Do you want to be the one who contaminates the local aquifier? When the cleanup crew crack through the rock substrate and water seeps in to their hole ( or if they just break a water main)that’s exactly what’ll happen. Did that oil have PCB’s? When the neighbor’s kid winds up with cancer do you want to be sued? It doesn’t matter that the last owner deliberately dumped nuclear waste in his back yard. The laws read that it’s the current owner who is responsible and the old owner is off scott free. EPA fines run in the $100 of thousands PER DAY!

It’s not worth the headache.

Make it a condition that ownership does not transfer until it’s all gone. Don’t do this deal until the tank and soil have been removed and you have an EPA approved statement declaring that the area is now clean. Get it gone before you are responsible.

Good luck.


Good Property Bad Soil - Posted by Jennifer Andrews

Posted by Jennifer Andrews on July 20, 2002 at 10:10:59:

I am looking at a property that cost $97,000 and has a monthly income of $2240.00 a month. Upon inspection it was found that the oil tank that is no longer in use has contaminated the soil. We are hoping the seller will pay for the cost of removing both the tank and the soil (@ a cost of $20,000). But the realtor did ask if we would be willing to pay $77,000 for the building and take the responsibility of removing the tank and soil ourselves if the seller can get a concrete estimate of the cost from an independent removal company. Never having dealt with such a situation, I wanted to get some thoughts on whehter the realtors suggestion is a good or bad idea and why.

Re: Good Property Bad Soil - Posted by Buck

Posted by Buck on July 21, 2002 at 10:46:43:

Jennifer, I worked for a company that did hazmat cleanup. I’d hit the door running and not look back.
There are other deals.

Good luck.


Re: Good Property Bad Soil - Posted by Rob (TN)

Posted by Rob (TN) on July 21, 2002 at 10:12:17:

For us, on any HazMat response that we make (I’m a Firefighter/Paramedic), any fuel spill over 15 gallons has to be reported to the EPA. The “Residual” product left in those tanks can easily be much more than that amount. Since it’s the EPA making the rules, I’m sure the rules for reporting and responsibility are similar for real estate and for our responses. Like Sean & Ed said, one puncture or spill, and you’re up the creek! I’d make sure I do my homework before you’re committed.

Good luck! --Rob

Re: Ditto (to Sean’s answer) - Posted by Ed Copp (OH)

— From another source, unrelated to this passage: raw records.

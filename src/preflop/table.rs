use std::collections::BTreeMap;
use std::fmt;
use std::path::Path;
use std::str::FromStr;

use serde::{Deserialize, Deserializer, Serialize};
use tracing::event;

use crate::core::{GtoError, parse_board};
use crate::holdem::{Range, parse_range, simplify_hand};

const POSITIONS_6MAX: [&str; 6] = ["UTG", "HJ", "CO", "BTN", "SB", "BB"];
const POSITIONS_9MAX: [&str; 9] = ["UTG", "UTG1", "UTG2", "MP", "HJ", "CO", "BTN", "SB", "BB"];

/// How many seats the charts were made for.
#[derive(Debug, Clone, Copy, PartialEq, Eq, Hash, PartialOrd, Ord)]
pub enum TableSize {
    SixMax,
    NineMax,
}

impl TableSize {
    /// The key used in file names and at the top of the JSON.
    pub fn key(&self) -> &'static str {
        match self {
            TableSize::SixMax => "6max",
            TableSize::NineMax => "9max",
        }
    }

    /// Seats in acting order preflop.
    pub fn positions(&self) -> &'static [&'static str] {
        match self {
            TableSize::SixMax => &POSITIONS_6MAX,
            TableSize::NineMax => &POSITIONS_9MAX,
        }
    }

    pub fn file_name(&self) -> String {
        format!("ranges_{}.json", self.key())
    }
}

impl fmt::Display for TableSize {
    fn fmt(&self, f: &mut fmt::Formatter<'_>) -> fmt::Result {
        f.write_str(self.key())
    }
}

impl FromStr for TableSize {
    type Err = GtoError;

    fn from_str(s: &str) -> Result<Self, Self::Err> {
        match s.to_ascii_lowercase().as_str() {
            "6max" | "6" => Ok(TableSize::SixMax),
            "9max" | "9" => Ok(TableSize::NineMax),
            _ => Err(GtoError::InvalidTableSize(s.to_string())),
        }
    }
}

/// The spot the hero is facing.
#[derive(Debug, Clone, Copy, PartialEq, Eq, Hash)]
pub enum Situation {
    /// Nobody has raised yet.
    Rfi,
    /// Someone opened in front of us.
    VsRfi,
    /// We opened and got three bet.
    Vs3Bet,
}

impl fmt::Display for Situation {
    fn fmt(&self, f: &mut fmt::Formatter<'_>) -> fmt::Result {
        f.write_str(match self {
            Situation::Rfi => "RFI",
            Situation::VsRfi => "vs_RFI",
            Situation::Vs3Bet => "vs_3bet",
        })
    }
}

impl FromStr for Situation {
    type Err = GtoError;

    fn from_str(s: &str) -> Result<Self, Self::Err> {
        match s.to_ascii_lowercase().replace('-', "_").as_str() {
            "rfi" => Ok(Situation::Rfi),
            "vs_rfi" => Ok(Situation::VsRfi),
            "vs_3bet" => Ok(Situation::Vs3Bet),
            _ => Err(GtoError::InvalidSituation(s.to_string())),
        }
    }
}

#[derive(Debug, Clone, Copy, PartialEq, Eq, Hash, Serialize)]
pub enum PreflopAction {
    Raise,
    ThreeBet,
    FourBet,
    Call,
    Fold,
}

impl fmt::Display for PreflopAction {
    fn fmt(&self, f: &mut fmt::Formatter<'_>) -> fmt::Result {
        f.write_str(match self {
            PreflopAction::Raise => "RAISE",
            PreflopAction::ThreeBet => "3BET",
            PreflopAction::FourBet => "4BET",
            PreflopAction::Call => "CALL",
            PreflopAction::Fold => "FOLD",
        })
    }
}

/// What to do with a hand, and a short reason.
#[derive(Debug, Clone, PartialEq, Serialize)]
pub struct PreflopDecision {
    pub action: PreflopAction,
    pub hand: String,
    pub position: String,
    pub detail: String,
}

impl fmt::Display for PreflopDecision {
    fn fmt(&self, f: &mut fmt::Formatter<'_>) -> fmt::Result {
        write!(f, "{} {} from {}: {}", self.action, self.hand, self.position, self.detail)
    }
}

/// Range entries can be a list of expressions or one comma separated
/// string. Either way they go through the range parser.
#[derive(Deserialize)]
#[serde(untagged)]
enum RangeEntries {
    One(String),
    Many(Vec<String>),
}

fn expand_range<'de, D>(deserializer: D) -> Result<Range, D::Error>
where
    D: Deserializer<'de>,
{
    Ok(match RangeEntries::deserialize(deserializer)? {
        RangeEntries::One(expr) => parse_range(&expr),
        RangeEntries::Many(exprs) => parse_range(&exprs.join(",")),
    })
}

/// Opening range for one seat.
#[derive(Debug, Clone, Default, PartialEq, Deserialize)]
pub struct OpenRange {
    #[serde(default, deserialize_with = "expand_range")]
    pub raise: Range,
    /// Share of hands opened, as written in the chart.
    #[serde(default)]
    pub open_pct: f64,
}

/// How to continue against an open.
#[derive(Debug, Clone, Default, PartialEq, Deserialize)]
pub struct VsRfiRanges {
    #[serde(default, deserialize_with = "expand_range")]
    pub call: Range,
    #[serde(rename = "3bet", default, deserialize_with = "expand_range")]
    pub three_bet: Range,
    /// Free text note on folding, if the chart has one.
    #[serde(default)]
    pub fold: Option<String>,
}

/// How to continue against a three bet.
#[derive(Debug, Clone, Default, PartialEq, Deserialize)]
pub struct Vs3BetRanges {
    #[serde(default, deserialize_with = "expand_range")]
    pub call: Range,
    #[serde(rename = "4bet", default, deserialize_with = "expand_range")]
    pub four_bet: Range,
    #[serde(default)]
    pub fold: Option<String>,
}

#[derive(Debug, Clone, Default, PartialEq, Deserialize)]
struct SqueezeRanges {
    #[serde(default, deserialize_with = "expand_range")]
    squeeze: Range,
}
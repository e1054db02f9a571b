use std::fmt;
use std::str::FromStr;

use super::GtoError;

/// Card rank or value.
/// This is basically the face value - 2
#[derive(PartialEq, PartialOrd, Eq, Ord, Debug, Clone, Copy, Hash)]
#[cfg_attr(feature = "arbitrary", derive(arbitrary::Arbitrary))]
pub enum Value {
    /// 2
    Two = 0,
    /// 3
    Three = 1,
    /// 4
    Four = 2,
    /// 5
    Five = 3,
    /// 6
    Six = 4,
    /// 7
    Seven = 5,
    /// 8
    Eight = 6,
    /// 9
    Nine = 7,
    /// T
    Ten = 8,
    /// J
    Jack = 9,
    /// Q
    Queen = 10,
    /// K
    King = 11,
    /// A
    Ace = 12,
}

/// Constant of all the values.
/// This is what `Value::values()` returns
const VALUES: [Value; 13] = [
    Value::Two,
    Value::Three,
    Value::Four,
    Value::Five,
    Value::Six,
    Value::Seven,
    Value::Eight,
    Value::Nine,
    Value::Ten,
    Value::Jack,
    Value::Queen,
    Value::King,
    Value::Ace,
];

/// Value characters in ascending order.
const VALUE_CHARS: [char; 13] = [
    '2', '3', '4', '5', '6', '7', '8', '9', 'T', 'J', 'Q', 'K', 'A',
];

impl Value {
    /// Take a u8 and convert it to a value.
    ///
    /// Anything past the ace is clamped to the ace.
    pub fn from_u8(v: u8) -> Self {
        VALUES[usize::from(v.min(12))]
    }

    /// Get all of the `Value`'s that are possible.
    /// This is used to iterate through all possible
    /// values when creating a new deck, or
    /// generating all possible starting hands.
    pub const fn values() -> [Self; 13] {
        VALUES
    }

    /// Given a character parse that char into a value.
    /// Case is ignored as long as the char is ascii.
    ///
    /// # Examples
    ///
    /// ```
    /// use rs_gto::core::Value;
    ///
    /// assert_eq!(Value::Ace, Value::from_char('A').unwrap());
    /// assert_eq!(Value::Ten, Value::from_char('t').unwrap());
    /// assert!(Value::from_char('1').is_none());
    /// ```
    pub fn from_char(c: char) -> Option<Self> {
        let upper = c.to_ascii_uppercase();
        VALUE_CHARS
            .iter()
            .position(|&vc| vc == upper)
            .map(|i| VALUES[i])
    }

    /// Convert this Value to a char.
    pub fn to_char(self) -> char {
        VALUE_CHARS[self as usize]
    }

    /// The face value of the card, from 2 for a deuce to 14 for an ace.
    ///
    /// ```
    /// use rs_gto::core::Value;
    ///
    /// assert_eq!(2, Value::Two.face());
    /// assert_eq!(14, Value::Ace.face());
    /// ```
    pub fn face(self) -> u8 {
        self as u8 + 2
    }
}

/// Enum for the four different suits.
/// While this has support for ordering it's not
/// sensical. The sorting is only there to allow sorting cards.
#[derive(PartialEq, PartialOrd, Eq, Ord, Debug, Clone, Copy, Hash)]
#[cfg_attr(feature = "arbitrary", derive(arbitrary::Arbitrary))]
pub enum Suit {
    /// Spades
    Spade = 0,
    /// Clubs
    Club = 1,
    /// Hearts
    Heart = 2,
    /// Diamonds
    Diamond = 3,
}

/// All of the `Suit`'s. This is what `Suit::suits()` returns.
const SUITS: [Suit; 4] = [Suit::Spade, Suit::Club, Suit::Heart, Suit::Diamond];

impl Suit {
    /// Provide all the Suit's that there are.
    pub const fn suits() -> [Self; 4] {
        SUITS
    }

    /// Take a u8 and convert it to a suit.
    pub fn from_u8(s: u8) -> Self {
        SUITS[usize::from(s & 3)]
    }

    /// Given a character that represents a suit try and parse that char.
    /// Upper case chars are accepted too.
    pub fn from_char(s: char) -> Option<Self> {
        match s.to_ascii_lowercase() {
            'd' => Some(Self::Diamond),
            's' => Some(Self::Spade),
            'h' => Some(Self::Heart),
            'c' => Some(Self::Club),
            _ => None,
        }
    }

    /// This Suit to a char
    pub fn to_char(self) -> char {
        match self {
            Self::Diamond => 'd',
            Self::Spade => 's',
            Self::Heart => 'h',
            Self::Club => 'c',
        }
    }

    /// Unicode symbol for the suit.
    pub fn symbol(self) -> char {
        match self {
            Self::Diamond => '\u{2666}',
            Self::Spade => '\u{2660}',
            Self::Heart => '\u{2665}',
            Self::Club => '\u{2663}',
        }
    }
}

/// The main struct of this library.
/// This is a carrier for Suit and Value combined.
///
/// Cards order by value first. The suit only breaks ties so that cards can
/// be sorted deterministically.
#[derive(PartialEq, PartialOrd, Eq, Ord, Clone, Copy, Hash)]
#[cfg_attr(feature = "arbitrary", derive(arbitrary::Arbitrary))]
#[cfg_attr(feature = "serde", derive(serde::Serialize, serde::Deserialize))]
#[cfg_attr(feature = "serde", serde(try_from = "String", into = "String"))]
pub struct Card {
    /// The face value of this card.
    pub value: Value,
    /// The suit of this card.
    pub suit: Suit,
}

impl Card {
    pub const fn new(value: Value, suit: Suit) -> Self {
        Self { value, suit }
    }

    /// Pretty printed version with the unicode suit symbol.
    ///
    /// ```
    /// use rs_gto::core::{Card, Suit, Value};
    ///
    /// assert_eq!("A\u{2660}", Card::new(Value::Ace, Suit::Spade).pretty());
    /// ```
    pub fn pretty(&self) -> String {
        format!("{}{}", self.value.to_char(), self.suit.symbol())
    }
}

/// Cards pack into 0..52, four suits per value.
impl From<Card> for u8 {
    fn from(card: Card) -> Self {
        card.value as u8 * 4 + card.suit as u8
    }
}

impl From<u8> for Card {
    fn from(idx: u8) -> Self {
        Self {
            value: Value::from_u8(idx / 4),
            suit: Suit::from_u8(idx % 4),
        }
    }
}

impl fmt::Display for Card {
    fn fmt(&self, f: &mut fmt::Formatter<'_>) -> fmt::Result {
        write!(f, "{}{}", self.value.to_char(), self.suit.to_char())
    }
}

impl fmt::Debug for Card {
    fn fmt(&self, f: &mut fmt::Formatter<'_>) -> fmt::Result {
        write!(f, "Card({self})")
    }
}

/// Parse two character notation like `As` or `td`.
///
/// ```
/// use rs_gto::core::{Card, Suit, Value};
///
/// let card: Card = "Td".parse().unwrap();
/// assert_eq!(Card::new(Value::Ten, Suit::Diamond), card);
/// assert!("1s".parse::<Card>().is_err());
/// ```
impl FromStr for Card {
    type Err = GtoError;

    fn from_str(s: &str) -> Result<Self, Self::Err> {
        let notation = s.trim();
        let mut chars = notation.chars();
        let (Some(vc), Some(sc), None) = (chars.next(), chars.next(), chars.next()) else {
            return Err(GtoError::InvalidCardNotation(notation.to_string()));
        };
        let value = Value::from_char(vc).ok_or(GtoError::InvalidCardValue(vc))?;
        let suit = Suit::from_char(sc).ok_or(GtoError::InvalidCardSuit(sc))?;
        Ok(Self { value, suit })
    }
}

impl TryFrom<String> for Card {
    type Error = GtoError;

    fn try_from(value: String) -> Result<Self, Self::Error> {
        value.parse()
    }
}

impl From<Card> for String {
    fn from(card: Card) -> Self {
        card.to_string()
    }
}

/// Parse a run of cards such as a board. Spaces and commas are ignored.
///
/// ```
/// use rs_gto::core::parse_board;
///
/// let board = parse_board("As Kd, 2c").unwrap();
/// assert_eq!(3, board.len());
/// assert!(parse_board("AsK").is_err());
/// ```
pub fn parse_board(notation: &str) -> Result<Vec<Card>, GtoError> {
    let chars: Vec<char> = notation
        .chars()
        .filter(|c| !c.is_whitespace() && *c != ',')
        .collect();
    if chars.len() % 2 != 0 {
        return Err(GtoError::InvalidBoardNotation(notation.to_string()));
    }
    chars
        .chunks(2)
        .map(|pair| {
            let value = Value::from_char(pair[0]).ok_or(GtoError::InvalidCardValue(pair[0]))?;
            let suit = Suit::from_char(pair[1]).ok_or(GtoError::InvalidCardSuit(pair[1]))?;
            Ok(Card::new(value, suit))
        })
        .collect()
}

Posted by Ed Copp (OH) on July 20, 2002 at 19:18:08:

There is no way likely that you will be able to remove an oil tank without involving the EPA. This government agency thinks absolutely nothing about several hundred thousand dollars in cost estimate overruns.

Your estimated $20,000 job could just as easy cost $200,000.

Let the seller get the property ready to use, and then buy it.